## Task prompt:
Return every line from the listing where the word "Borrowed" occurs.

————————

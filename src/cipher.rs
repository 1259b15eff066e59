//! SM2 ciphertext records and their ASN.1 DER encoding.
//!
//! The wire format is the `SM2Cipher` SEQUENCE of GB/T 32918.4:
//!
//! ```text
//! SM2Cipher ::= SEQUENCE {
//!     XCoordinate  INTEGER,
//!     YCoordinate  INTEGER,
//!     HASH         OCTET STRING (SIZE(32)),
//!     CipherText   OCTET STRING
//! }
//! ```

use core::fmt;

use der::{
    asn1::{OctetStringRef, UintRef},
    Decode, DecodeValue, Encode, EncodeValue, Header, Length, Reader, Sequence, Writer,
};
use elliptic_curve::sec1::{Coordinates, FromEncodedPoint, ToEncodedPoint};
use sm2::{AffinePoint, EncodedPoint, FieldBytes};

use crate::{Error, Result, MAX_PLAINTEXT_SIZE, MIN_PLAINTEXT_SIZE};

#[cfg(feature = "alloc")]
use alloc::{borrow::Cow, vec::Vec};

/// Target DER size of the ephemeral point for
/// [`encrypt_fixlen`][crate::EncryptingKey::encrypt_fixlen].
///
/// The value is the combined length in bytes of the `XCoordinate` and
/// `YCoordinate` INTEGER encodings, tag and length octets included. A
/// coordinate whose high bit is set gains a leading zero sign octet, so
/// only three sizes can occur for a point with two full 32-byte
/// coordinates.
#[derive(Clone, Copy, Debug, Eq, PartialEq)]
pub enum PointSize {
    /// Neither coordinate carries a sign octet.
    Compact = 68,

    /// Exactly one coordinate carries a sign octet. This is the most
    /// likely outcome for a random point.
    Typical = 69,

    /// Both coordinates carry a sign octet.
    Max = 70,
}

/// Decoded SM2 ciphertext: the ephemeral point `C1`, the hash `C3` and
/// the masked message `C2`.
///
/// A `Cipher` is only ever constructed with a validated `C1`: parsing
/// checks curve membership, and encryption produces the point itself.
#[derive(Clone, Debug, Eq, PartialEq)]
pub struct Cipher<'a> {
    pub(crate) c1: AffinePoint,
    #[cfg(feature = "alloc")]
    pub(crate) c2: Cow<'a, [u8]>,
    #[cfg(not(feature = "alloc"))]
    pub(crate) c2: &'a [u8],
    pub(crate) c3: [u8; 32],
}

impl<'a> Cipher<'a> {
    /// Parse a ciphertext from its DER encoding.
    ///
    /// Enforces the format bounds: coordinate magnitudes of at most 32
    /// bytes (right-aligned into the 32-byte field), a 32-byte hash, a
    /// ciphertext of 1..=[`MAX_PLAINTEXT_SIZE`] bytes, no trailing data
    /// inside or after the SEQUENCE, and `C1` on the curve.
    pub fn from_der(der: &'a [u8]) -> Result<Self> {
        let raw = DerCipher::from_der(der)?;

        let x = raw.x.as_bytes();
        let y = raw.y.as_bytes();
        let hash = raw.hash.as_bytes();
        let cipher = raw.cipher.as_bytes();
        if x.len() > 32 || y.len() > 32 {
            return Err(Error::Length);
        }
        if hash.len() != 32 {
            return Err(Error::Length);
        }
        if cipher.len() < MIN_PLAINTEXT_SIZE || cipher.len() > MAX_PLAINTEXT_SIZE {
            return Err(Error::Length);
        }

        let mut x_bytes = FieldBytes::default();
        let mut y_bytes = FieldBytes::default();
        x_bytes[32 - x.len()..].copy_from_slice(x);
        y_bytes[32 - y.len()..].copy_from_slice(y);

        let point = EncodedPoint::from_affine_coordinates(&x_bytes, &y_bytes, false);
        let c1 = Option::from(AffinePoint::from_encoded_point(&point))
            .ok_or(Error::PointNotOnCurve)?;

        let mut c3 = [0u8; 32];
        c3.copy_from_slice(hash);

        Ok(Self {
            c1,
            #[cfg(feature = "alloc")]
            c2: Cow::Borrowed(cipher),
            #[cfg(not(feature = "alloc"))]
            c2: cipher,
            c3,
        })
    }

    /// Encode this ciphertext as DER.
    #[cfg(feature = "alloc")]
    pub fn to_der(&self) -> Result<Vec<u8>> {
        let xy = xy_bytes(&self.c1)?;
        let der = DerCipher {
            x: UintRef::new(&xy[..32])?,
            y: UintRef::new(&xy[32..])?,
            hash: OctetStringRef::new(&self.c3)?,
            cipher: OctetStringRef::new(self.c2())?,
        };
        Ok(der.to_der()?)
    }

    /// Encode this ciphertext as DER into the provided buffer, returning
    /// the encoded slice.
    ///
    /// The buffer never needs more than [`MAX_CIPHERTEXT_SIZE`] bytes.
    ///
    /// [`MAX_CIPHERTEXT_SIZE`]: crate::MAX_CIPHERTEXT_SIZE
    pub fn encode_to_slice<'o>(&self, out: &'o mut [u8]) -> Result<&'o [u8]> {
        let xy = xy_bytes(&self.c1)?;
        let der = DerCipher {
            x: UintRef::new(&xy[..32])?,
            y: UintRef::new(&xy[32..])?,
            hash: OctetStringRef::new(&self.c3)?,
            cipher: OctetStringRef::new(self.c2())?,
        };
        Ok(Encode::encode_to_slice(&der, out)?)
    }

    /// Ephemeral point `C1 = [k]G`.
    pub fn c1(&self) -> &AffinePoint {
        &self.c1
    }

    /// Masked message `C2 = M ⊕ KDF(x2 ‖ y2, |M|)`. Its length equals the
    /// plaintext length.
    pub fn c2(&self) -> &[u8] {
        #[cfg(feature = "alloc")]
        return &self.c2;
        #[cfg(not(feature = "alloc"))]
        return self.c2;
    }

    /// Hash `C3 = SM3(x2 ‖ M ‖ y2)`.
    pub fn c3(&self) -> &[u8; 32] {
        &self.c3
    }
}

/// Diagnostic dump of the ciphertext fields as labelled hex.
impl fmt::Display for Cipher<'_> {
    fn fmt(&self, f: &mut fmt::Formatter<'_>) -> fmt::Result {
        let xy = xy_bytes(&self.c1).map_err(|_| fmt::Error)?;
        writeln!(f, "SM2Cipher")?;
        write_hex(f, "XCoordinate", &xy[..32])?;
        write_hex(f, "YCoordinate", &xy[32..])?;
        write_hex(f, "HASH", &self.c3)?;
        write_hex(f, "CipherText", self.c2())
    }
}

fn write_hex(f: &mut fmt::Formatter<'_>, label: &str, bytes: &[u8]) -> fmt::Result {
    write!(f, "    {label}: ")?;
    for byte in bytes {
        write!(f, "{byte:02X}")?;
    }
    writeln!(f)
}

/// Borrowed form of the `SM2Cipher` SEQUENCE.
struct DerCipher<'a> {
    x: UintRef<'a>,
    y: UintRef<'a>,
    hash: OctetStringRef<'a>,
    cipher: OctetStringRef<'a>,
}

impl EncodeValue for DerCipher<'_> {
    fn value_len(&self) -> der::Result<Length> {
        let len = (self.x.encoded_len()? + self.y.encoded_len()?)?;
        let len = (len + self.hash.encoded_len()?)?;
        len + self.cipher.encoded_len()?
    }

    fn encode_value(&self, writer: &mut impl Writer) -> der::Result<()> {
        self.x.encode(writer)?;
        self.y.encode(writer)?;
        self.hash.encode(writer)?;
        self.cipher.encode(writer)?;
        Ok(())
    }
}

impl<'a> DecodeValue<'a> for DerCipher<'a> {
    fn decode_value<R: Reader<'a>>(reader: &mut R, _header: Header) -> der::Result<Self> {
        Ok(Self {
            x: UintRef::decode(reader)?,
            y: UintRef::decode(reader)?,
            hash: OctetStringRef::decode(reader)?,
            cipher: OctetStringRef::decode(reader)?,
        })
    }
}

impl<'a> Sequence<'a> for DerCipher<'a> {}

/// Serialize an affine point as its raw 64-byte `x ‖ y` coordinates.
///
/// Fails only for the point at infinity, which has no uncompressed
/// encoding and cannot occur in a valid ciphertext.
pub(crate) fn xy_bytes(point: &AffinePoint) -> Result<[u8; 64]> {
    match point.to_encoded_point(false).coordinates() {
        Coordinates::Uncompressed { x, y } => {
            let mut bytes = [0u8; 64];
            bytes[..32].copy_from_slice(x);
            bytes[32..].copy_from_slice(y);
            Ok(bytes)
        }
        _ => Err(Error::PointNotOnCurve),
    }
}

/// Combined DER length of the two coordinate INTEGERs of `point`,
/// computed without emitting anything.
pub(crate) fn der_point_len(point: &AffinePoint) -> Result<usize> {
    let xy = xy_bytes(point)?;
    let len = (UintRef::new(&xy[..32])?.encoded_len()? + UintRef::new(&xy[32..])?.encoded_len()?)?;
    Ok(usize::try_from(len)?)
}
//! Task forces: ordered rosters of unit types and counts

use crate::core::{DocEntity, EntityId};
use serde::{Deserialize, Serialize};
use smallvec::SmallVec;

/// One roster slot
#[derive(Debug, Clone, PartialEq, Eq, Serialize, Deserialize)]
pub struct TaskForceEntry {
    /// Unit type name (e.g. "E1", "MTNK")
    pub unit_type: String,
    pub count: u32,
}

impl TaskForceEntry {
    pub fn new(unit_type: impl Into<String>, count: u32) -> Self {
        TaskForceEntry {
            unit_type: unit_type.into(),
            count,
        }
    }
}

#[derive(Debug, Clone, PartialEq, Eq, Serialize, Deserialize)]
pub struct TaskForce {
    pub id: EntityId,
    pub name: String,
    pub group: i32,
    pub entries: SmallVec<[TaskForceEntry; 6]>,
}

impl TaskForce {
    pub fn new(id: EntityId, name: impl Into<String>) -> Self {
        TaskForce {
            id,
            name: name.into(),
            group: -1,
            entries: SmallVec::new(),
        }
    }

    pub fn with_entry(mut self, unit_type: impl Into<String>, count: u32) -> Self {
        self.entries.push(TaskForceEntry::new(unit_type, count));
        self
    }

    /// Total number of units across all slots
    pub fn unit_count(&self) -> u32 {
        self.entries.iter().map(|e| e.count).sum()
    }
}

impl DocEntity for TaskForce {
    fn id(&self) -> EntityId {
        self.id
    }

    fn name(&self) -> &str {
        &self.name
    }
}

————————

## Solution to the problem:
            c2: Cow::Borrowed(cipher),
/// Borrowed form of the `SM2Cipher` SEQUENCE.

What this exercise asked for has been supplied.